[Materials provided Boundary: Start]

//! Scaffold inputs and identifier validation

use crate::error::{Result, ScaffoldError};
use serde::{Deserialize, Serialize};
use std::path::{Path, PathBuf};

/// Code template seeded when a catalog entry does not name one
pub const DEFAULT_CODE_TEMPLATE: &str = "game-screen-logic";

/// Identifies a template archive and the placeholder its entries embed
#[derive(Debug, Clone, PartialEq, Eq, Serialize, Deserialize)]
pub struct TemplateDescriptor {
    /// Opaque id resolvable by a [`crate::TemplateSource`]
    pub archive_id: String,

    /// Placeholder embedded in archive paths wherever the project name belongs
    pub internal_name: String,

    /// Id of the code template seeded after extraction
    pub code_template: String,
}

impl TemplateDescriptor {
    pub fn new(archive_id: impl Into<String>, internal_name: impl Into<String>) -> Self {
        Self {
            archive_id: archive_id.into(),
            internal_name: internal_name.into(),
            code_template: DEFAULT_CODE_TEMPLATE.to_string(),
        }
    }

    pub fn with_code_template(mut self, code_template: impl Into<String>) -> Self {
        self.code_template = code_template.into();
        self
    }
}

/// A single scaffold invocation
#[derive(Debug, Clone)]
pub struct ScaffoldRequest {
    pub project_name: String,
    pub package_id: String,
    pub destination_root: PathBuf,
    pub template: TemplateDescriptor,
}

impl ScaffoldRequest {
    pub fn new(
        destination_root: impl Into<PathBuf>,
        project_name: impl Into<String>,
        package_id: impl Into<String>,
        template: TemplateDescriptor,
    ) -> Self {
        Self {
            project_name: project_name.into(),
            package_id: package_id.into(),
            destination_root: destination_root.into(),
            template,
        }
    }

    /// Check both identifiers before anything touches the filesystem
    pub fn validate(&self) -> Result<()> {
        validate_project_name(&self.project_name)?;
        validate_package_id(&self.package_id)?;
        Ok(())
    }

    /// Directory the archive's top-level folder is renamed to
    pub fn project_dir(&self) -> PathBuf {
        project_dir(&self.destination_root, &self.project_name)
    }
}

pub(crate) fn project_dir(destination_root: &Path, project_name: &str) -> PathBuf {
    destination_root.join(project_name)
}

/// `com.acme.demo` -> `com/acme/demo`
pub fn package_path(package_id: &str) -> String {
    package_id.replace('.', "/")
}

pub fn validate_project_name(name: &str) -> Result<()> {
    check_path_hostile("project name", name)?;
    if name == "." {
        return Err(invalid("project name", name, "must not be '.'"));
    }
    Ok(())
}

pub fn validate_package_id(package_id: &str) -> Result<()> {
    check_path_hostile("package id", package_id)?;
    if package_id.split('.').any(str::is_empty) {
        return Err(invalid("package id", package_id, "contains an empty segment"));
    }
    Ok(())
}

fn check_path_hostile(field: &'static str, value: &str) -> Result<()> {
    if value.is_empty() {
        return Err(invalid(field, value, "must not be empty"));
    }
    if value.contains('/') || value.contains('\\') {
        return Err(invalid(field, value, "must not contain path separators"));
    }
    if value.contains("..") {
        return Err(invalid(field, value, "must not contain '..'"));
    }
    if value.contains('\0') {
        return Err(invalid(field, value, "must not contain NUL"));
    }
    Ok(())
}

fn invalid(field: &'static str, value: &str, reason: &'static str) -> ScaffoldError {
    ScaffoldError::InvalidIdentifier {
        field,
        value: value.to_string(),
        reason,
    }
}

[Materials provided Boundary: End]

## Your assignment
When a line in the material includes the word "impl", copy it out.

## Solution
impl TemplateDescriptor {
    pub fn new(archive_id: impl Into<String>, internal_name: impl Into<String>) -> Self {
    pub fn with_code_template(mut self, code_template: impl Into<String>) -> Self {
impl ScaffoldRequest {
        destination_root: impl Into<PathBuf>,
        project_name: impl Into<String>,
        package_id: impl Into<String>,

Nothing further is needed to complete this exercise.